DESCRIPTION OF THE TASK: Copy exactly the lines that run from the one containing "by the reader." through the end of the entries, both ends included.

[Collected data]
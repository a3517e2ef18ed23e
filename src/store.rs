//! Durable process records, one small file per server name.
//!
//! Each record file contains exactly the textual PID of the server process.
//! Writes go through a temp-file-then-rename so a concurrent reader never
//! observes a partially written PID. Storage failures degrade to "no record"
//! rather than propagating: the port locator is the designed fallback, and
//! losing supervision state must never crash a start/stop command.

use std::fs;
use std::io;
use std::path::PathBuf;

use tracing::warn;

use crate::server::ServerName;

/// File-backed store mapping server name to recorded PID.
#[derive(Debug, Clone)]
pub struct RecordStore {
    dir: PathBuf,
}

impl RecordStore {
    /// Creates a store over the given state directory.
    ///
    /// The directory is created lazily on the first save.
    pub fn new(dir: PathBuf) -> Self {
        Self { dir }
    }

    /// Writes or overwrites the record for `name`.
    ///
    /// Returns `false` if the record could not be persisted; the failure is
    /// logged and the caller proceeds without a durable record.
    pub fn save(&self, name: ServerName, pid: u32) -> bool {
        match self.try_save(name, pid) {
            Ok(()) => true,
            Err(err) => {
                warn!(server = %name, pid, error = %err, "failed to persist process record");
                false
            }
        }
    }

    /// Returns the recorded PID for `name`, or `None` if no record exists or
    /// the file is unreadable or corrupt.
    pub fn load(&self, name: ServerName) -> Option<u32> {
        let path = self.record_path(name);
        let raw = match fs::read_to_string(&path) {
            Ok(raw) => raw,
            Err(err) if err.kind() == io::ErrorKind::NotFound => return None,
            Err(err) => {
                warn!(server = %name, error = %err, "failed to read process record");
                return None;
            }
        };
        match raw.trim().parse::<u32>() {
            Ok(pid) => Some(pid),
            Err(_) => {
                warn!(server = %name, "process record is corrupt, treating as absent");
                None
            }
        }
    }

    /// Removes the record for `name`. A missing record is not an error.
    pub fn delete(&self, name: ServerName) {
        let path = self.record_path(name);
        match fs::remove_file(&path) {
            Ok(()) => {}
            Err(err) if err.kind() == io::ErrorKind::NotFound => {}
            Err(err) => {
                warn!(server = %name, error = %err, "failed to delete process record");
            }
        }
    }

    /// Enumerates the servers that currently have a record on disk.
    pub fn list(&self) -> Vec<ServerName> {
        ServerName::ALL
            .into_iter()
            .filter(|name| self.record_path(*name).exists())
            .collect()
    }

    fn try_save(&self, name: ServerName, pid: u32) -> io::Result<()> {
        fs::create_dir_all(&self.dir)?;
        let final_path = self.record_path(name);
        let temp_path = self.dir.join(format!("{}.pid.tmp", name.label()));
        fs::write(&temp_path, format!("{}\n", pid))?;
        // Rename is atomic on the same filesystem.
        fs::rename(&temp_path, &final_path)?;
        Ok(())
    }

    fn record_path(&self, name: ServerName) -> PathBuf {
        self.dir.join(format!("{}.pid", name.label()))
    }
}

#[cfg(test)]
mod tests {
    use super::*;
    use tempfile::TempDir;

    fn store() -> (TempDir, RecordStore) {
        let dir = TempDir::new().unwrap();
        let store = RecordStore::new(dir.path().to_path_buf());
        (dir, store)
    }

    #[test]
    fn save_load_delete_round_trip() {
        let (_dir, store) = store();
        assert!(store.save(ServerName::Backend, 4242));
        assert_eq!(store.load(ServerName::Backend), Some(4242));
        store.delete(ServerName::Backend);
        assert_eq!(store.load(ServerName::Backend), None);
        // Second delete is a no-op.
        store.delete(ServerName::Backend);
    }

    #[test]
    fn save_overwrites_existing_record() {
        let (_dir, store) = store();
        store.save(ServerName::Frontend, 100);
        store.save(ServerName::Frontend, 200);
        assert_eq!(store.load(ServerName::Frontend), Some(200));
    }

    #[test]
    fn corrupt_record_reads_as_absent() {
        let (dir, store) = store();
        fs::create_dir_all(dir.path()).unwrap();
        fs::write(dir.path().join("backend.pid"), "not a pid\n").unwrap();
        assert_eq!(store.load(ServerName::Backend), None);
    }

    #[test]
    fn list_reports_only_recorded_servers() {
        let (_dir, store) = store();
        assert!(store.list().is_empty());
        store.save(ServerName::Backend, 1);
        store.save(ServerName::Dashboard, 2);
        assert_eq!(store.list(), vec![ServerName::Backend, ServerName::Dashboard]);
    }

    #[test]
    fn missing_directory_loads_as_absent() {
        let store = RecordStore::new(PathBuf::from("/nonexistent/devrack-test"));
        assert_eq!(store.load(ServerName::Backend), None);
        assert!(store.list().is_empty());
    }
}
//! Concurrent mode: several servers in one terminal with merged output.
//!
//! Each server gets a dedicated reader task that pumps its stdout and stderr
//! lines into one shared queue; a single printer task drains the queue and is
//! the only writer to the console, prefixing every line with its source tag.
//! Shutdown is cooperative through one shared cancellation flag: an interrupt
//! sets it, each reader asks its own child to terminate, and the printer
//! exits once every source has delivered its closed-stream sentinel (or a
//! short grace period after cancellation elapses).

use std::io::IsTerminal;
use std::sync::atomic::{AtomicBool, Ordering};
use std::sync::Arc;
use std::time::Duration;

use anyhow::Result;
use tokio::io::{AsyncBufReadExt, BufReader};
use tokio::process::Child;
use tokio::sync::mpsc::{self, error::TryRecvError, Receiver, Sender};
use tokio::time::sleep;
use tracing::debug;

use crate::config::RunRecipe;
use crate::launcher;
use crate::platform;
use crate::server::ServerName;
use crate::store::RecordStore;

/// A unit of output flowing from a child into the shared queue.
#[derive(Debug, Clone)]
pub struct OutputLine {
    pub source: ServerName,
    pub text: String,
    /// Closed-stream sentinel; carries no real text.
    pub terminal: bool,
}

impl OutputLine {
    fn text(source: ServerName, text: String) -> Self {
        Self {
            source,
            text,
            terminal: false,
        }
    }

    fn terminal(source: ServerName) -> Self {
        Self {
            source,
            text: String::new(),
            terminal: true,
        }
    }
}

/// Queue depth for the shared line channel.
const QUEUE_DEPTH: usize = 256;
/// Printer sleep between empty-queue polls.
const PRINT_POLL: Duration = Duration::from_millis(50);
/// Reader interval for observing the cancellation flag.
const CANCEL_POLL: Duration = Duration::from_millis(100);
/// After cancellation, how long a reader waits before force-killing a child
/// that ignored the graceful request.
const CANCEL_GRACE: Duration = Duration::from_secs(5);
/// After cancellation, how long the printer keeps draining before giving up
/// on missing sentinels.
const PRINTER_GRACE: Duration = Duration::from_secs(1);

/// Runs the given servers concurrently until they exit or an interrupt
/// arrives.
pub async fn run_concurrent(
    targets: Vec<(ServerName, RunRecipe)>,
    store: &RecordStore,
) -> Result<()> {
    let cancel = Arc::new(AtomicBool::new(false));
    spawn_interrupt_listener(cancel.clone());
    run_with_cancel(targets, store, cancel).await
}

/// Concurrent run with an externally controlled cancellation flag.
async fn run_with_cancel(
    targets: Vec<(ServerName, RunRecipe)>,
    store: &RecordStore,
    cancel: Arc<AtomicBool>,
) -> Result<()> {
    let sources = targets.len();
    let (tx, rx) = mpsc::channel::<OutputLine>(QUEUE_DEPTH);
    let printer = tokio::spawn(print_lines(rx, sources, cancel.clone()));

    let mut readers = Vec::new();
    for (name, recipe) in targets {
        match launcher::spawn_captured(name, &recipe, store) {
            Ok(child) => {
                let tx = tx.clone();
                let cancel = cancel.clone();
                let store = store.clone();
                readers.push(tokio::spawn(read_server(name, child, tx, cancel, store)));
            }
            Err(err) => {
                // One server's failure is reported as output; its siblings
                // keep running.
                let _ = tx
                    .send(OutputLine::text(name, format!("failed to start: {:#}", err)))
                    .await;
                let _ = tx.send(OutputLine::terminal(name)).await;
            }
        }
    }
    drop(tx);

    for reader in readers {
        let _ = reader.await;
    }
    let _ = printer.await;
    Ok(())
}

/// Reads one server's stdout and stderr to exhaustion, pushing lines into the
/// shared queue, then emits the terminal sentinel and clears the record.
async fn read_server(
    name: ServerName,
    mut child: Child,
    tx: Sender<OutputLine>,
    cancel: Arc<AtomicBool>,
    store: RecordStore,
) {
    let (Some(stdout), Some(stderr)) = (child.stdout.take(), child.stderr.take()) else {
        let _ = tx
            .send(OutputLine::text(name, "output streams unavailable".to_string()))
            .await;
        let _ = tx.send(OutputLine::terminal(name)).await;
        return;
    };
    let mut out_lines = BufReader::new(stdout).lines();
    let mut err_lines = BufReader::new(stderr).lines();
    let mut out_done = false;
    let mut err_done = false;
    let mut stop_requested_at: Option<tokio::time::Instant> = None;
    let mut ticker = tokio::time::interval(CANCEL_POLL);

    while !(out_done && err_done) {
        tokio::select! {
            line = out_lines.next_line(), if !out_done => match line {
                Ok(Some(text)) => {
                    let _ = tx.send(OutputLine::text(name, sanitize_line(&text))).await;
                }
                _ => out_done = true,
            },
            line = err_lines.next_line(), if !err_done => match line {
                Ok(Some(text)) => {
                    let _ = tx.send(OutputLine::text(name, sanitize_line(&text))).await;
                }
                _ => err_done = true,
            },
            _ = ticker.tick() => {
                if cancel.load(Ordering::Relaxed) {
                    match stop_requested_at {
                        None => {
                            stop_requested_at = Some(tokio::time::Instant::now());
                            if let Some(pid) = child.id() {
                                debug!(server = %name, pid, "interrupt: requesting termination");
                                let _ = platform::send_terminate(pid);
                            }
                        }
                        Some(at) if at.elapsed() >= CANCEL_GRACE => {
                            // The graceful request was ignored; close the
                            // streams the hard way.
                            let _ = child.start_kill();
                        }
                        Some(_) => {}
                    }
                }
            }
        }
    }

    let _ = tx.send(OutputLine::terminal(name)).await;
    let _ = child.wait().await;
    store.delete(name);
}

/// Drains the shared queue and writes each line, source-tagged, to stdout.
///
/// This is the sole console writer, which keeps concurrent output from
/// interleaving mid-line. Within one source, order is preserved; across
/// sources only best-effort temporal interleaving is promised.
async fn print_lines(mut rx: Receiver<OutputLine>, sources: usize, cancel: Arc<AtomicBool>) {
    let color = use_color();
    let mut finished = 0;
    let mut cancel_seen_at: Option<tokio::time::Instant> = None;
    loop {
        match rx.try_recv() {
            Ok(line) if line.terminal => {
                finished += 1;
                if finished >= sources {
                    break;
                }
            }
            Ok(line) => {
                println!("{} {}", source_tag(line.source, color), line.text);
            }
            Err(TryRecvError::Disconnected) => break,
            Err(TryRecvError::Empty) => {
                if cancel.load(Ordering::Relaxed) {
                    let at = cancel_seen_at.get_or_insert_with(tokio::time::Instant::now);
                    if at.elapsed() >= PRINTER_GRACE {
                        break;
                    }
                }
                sleep(PRINT_POLL).await;
            }
        }
    }
}

fn source_tag(name: ServerName, color: bool) -> String {
    let tag = format!("[{}]", name);
    if color {
        format!("\u{1b}[{}m{}\u{1b}[0m", name.color_code(), tag)
    } else {
        tag
    }
}

fn use_color() -> bool {
    std::io::stdout().is_terminal() && std::env::var_os("NO_COLOR").is_none()
}

/// Strips ANSI escapes from child output so embedded control sequences cannot
/// garble the merged console feed.
fn sanitize_line(text: &str) -> String {
    let stripped = strip_ansi_escapes::strip(text.as_bytes());
    String::from_utf8_lossy(&stripped).to_string()
}

fn spawn_interrupt_listener(cancel: Arc<AtomicBool>) {
    tokio::spawn(async move {
        #[cfg(unix)]
        {
            use tokio::signal::unix::{signal, SignalKind};
            let mut sigterm = match signal(SignalKind::terminate()) {
                Ok(signal) => signal,
                Err(_) => return,
            };
            tokio::select! {
                _ = tokio::signal::ctrl_c() => {}
                _ = sigterm.recv() => {}
            }
        }
        #[cfg(not(unix))]
        {
            let _ = tokio::signal::ctrl_c().await;
        }
        cancel.store(true, Ordering::Relaxed);
    });
}

#[cfg(test)]
mod tests {
    use super::*;
    use std::collections::HashMap;
    use std::net::{Ipv4Addr, TcpListener};
    use tempfile::TempDir;

    fn recipe(cmd: &str, args: &[&str]) -> RunRecipe {
        let listener = TcpListener::bind((Ipv4Addr::LOCALHOST, 0)).unwrap();
        let port = listener.local_addr().unwrap().port();
        drop(listener);
        RunRecipe {
            cmd: cmd.to_string(),
            args: args.iter().map(|s| s.to_string()).collect(),
            cwd: None,
            env: HashMap::new(),
            port,
        }
    }

    fn store() -> (TempDir, RecordStore) {
        let dir = TempDir::new().unwrap();
        let store = RecordStore::new(dir.path().to_path_buf());
        (dir, store)
    }

    #[tokio::test]
    #[cfg(unix)]
    async fn reader_delivers_lines_then_terminal_sentinel() {
        let (_dir, store) = store();
        let recipe = recipe("sh", &["-c", "echo one; echo two >&2"]);
        let child = launcher::spawn_captured(ServerName::Backend, &recipe, &store).unwrap();
        let (tx, mut rx) = mpsc::channel(QUEUE_DEPTH);
        let cancel = Arc::new(AtomicBool::new(false));

        read_server(ServerName::Backend, child, tx, cancel, store.clone()).await;

        let mut texts = Vec::new();
        let mut terminals = 0;
        while let Ok(line) = rx.try_recv() {
            if line.terminal {
                terminals += 1;
            } else {
                texts.push(line.text);
            }
        }
        texts.sort();
        assert_eq!(texts, vec!["one", "two"]);
        assert_eq!(terminals, 1);
        // The record is cleared once the child is gone.
        assert_eq!(store.load(ServerName::Backend), None);
    }

    #[tokio::test]
    #[cfg(unix)]
    async fn reader_strips_ansi_escapes() {
        let (_dir, store) = store();
        let recipe = recipe("sh", &["-c", r"printf '\033[31mred\033[0m\n'"]);
        let child = launcher::spawn_captured(ServerName::Dashboard, &recipe, &store).unwrap();
        let (tx, mut rx) = mpsc::channel(QUEUE_DEPTH);
        let cancel = Arc::new(AtomicBool::new(false));

        read_server(ServerName::Dashboard, child, tx, cancel, store.clone()).await;

        let first = rx.try_recv().unwrap();
        assert_eq!(first.text, "red");
    }

    #[tokio::test]
    #[cfg(unix)]
    async fn failed_start_does_not_stop_siblings() {
        let (_dir, store) = store();
        // Frontend runner lookup fails before any spawn; backend runs to
        // completion regardless.
        let targets = vec![
            (ServerName::Frontend, recipe("devrack-no-such-runner", &["dev"])),
            (ServerName::Backend, recipe("sh", &["-c", "echo alive"])),
        ];
        let cancel = Arc::new(AtomicBool::new(false));
        run_with_cancel(targets, &store, cancel).await.unwrap();

        assert_eq!(store.load(ServerName::Frontend), None);
        // Backend ran and exited; its record was cleaned up by the reader.
        assert_eq!(store.load(ServerName::Backend), None);
    }

    #[tokio::test]
    #[cfg(unix)]
    async fn cancellation_stops_long_running_children() {
        let (_dir, store) = store();
        let targets = vec![
            (ServerName::Backend, recipe("sh", &["-c", "echo up; exec sleep 30"])),
            (ServerName::Dashboard, recipe("sh", &["-c", "echo up; exec sleep 30"])),
        ];
        let cancel = Arc::new(AtomicBool::new(false));
        let flag = cancel.clone();
        tokio::spawn(async move {
            sleep(Duration::from_millis(300)).await;
            flag.store(true, Ordering::Relaxed);
        });

        let started = std::time::Instant::now();
        tokio::time::timeout(
            Duration::from_secs(5),
            run_with_cancel(targets, &store, cancel),
        )
        .await
        .expect("concurrent run did not shut down")
        .unwrap();

        // Both children were asked to stop and their records cleared.
        assert!(started.elapsed() < Duration::from_secs(5));
        assert_eq!(store.load(ServerName::Backend), None);
        assert_eq!(store.load(ServerName::Dashboard), None);
    }
}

ANSWER TO THIS EXERCISE:
        // Backend ran and exited; its record was cleaned up by the reader.
        assert_eq!(store.load(ServerName::Backend), None);
    }

    #[tokio::test]
    #[cfg(unix)]
    async fn cancellation_stops_long_running_children() {
        let (_dir, store) = store();
        let targets = vec![
            (ServerName::Backend, recipe("sh", &["-c", "echo up; exec sleep 30"])),
            (ServerName::Dashboard, recipe("sh", &["-c", "echo up; exec sleep 30"])),
        ];
        let cancel = Arc::new(AtomicBool::new(false));
        let flag = cancel.clone();
        tokio::spawn(async move {
            sleep(Duration::from_millis(300)).await;
            flag.store(true, Ordering::Relaxed);
        });

        let started = std::time::Instant::now();
        tokio::time::timeout(
            Duration::from_secs(5),
            run_with_cancel(targets, &store, cancel),
        )
        .await
        .expect("concurrent run did not shut down")
        .unwrap();

        // Both children were asked to stop and their records cleared.
        assert!(started.elapsed() < Duration::from_secs(5));
        assert_eq!(store.load(ServerName::Backend), None);
        assert_eq!(store.load(ServerName::Dashboard), None);
    }
}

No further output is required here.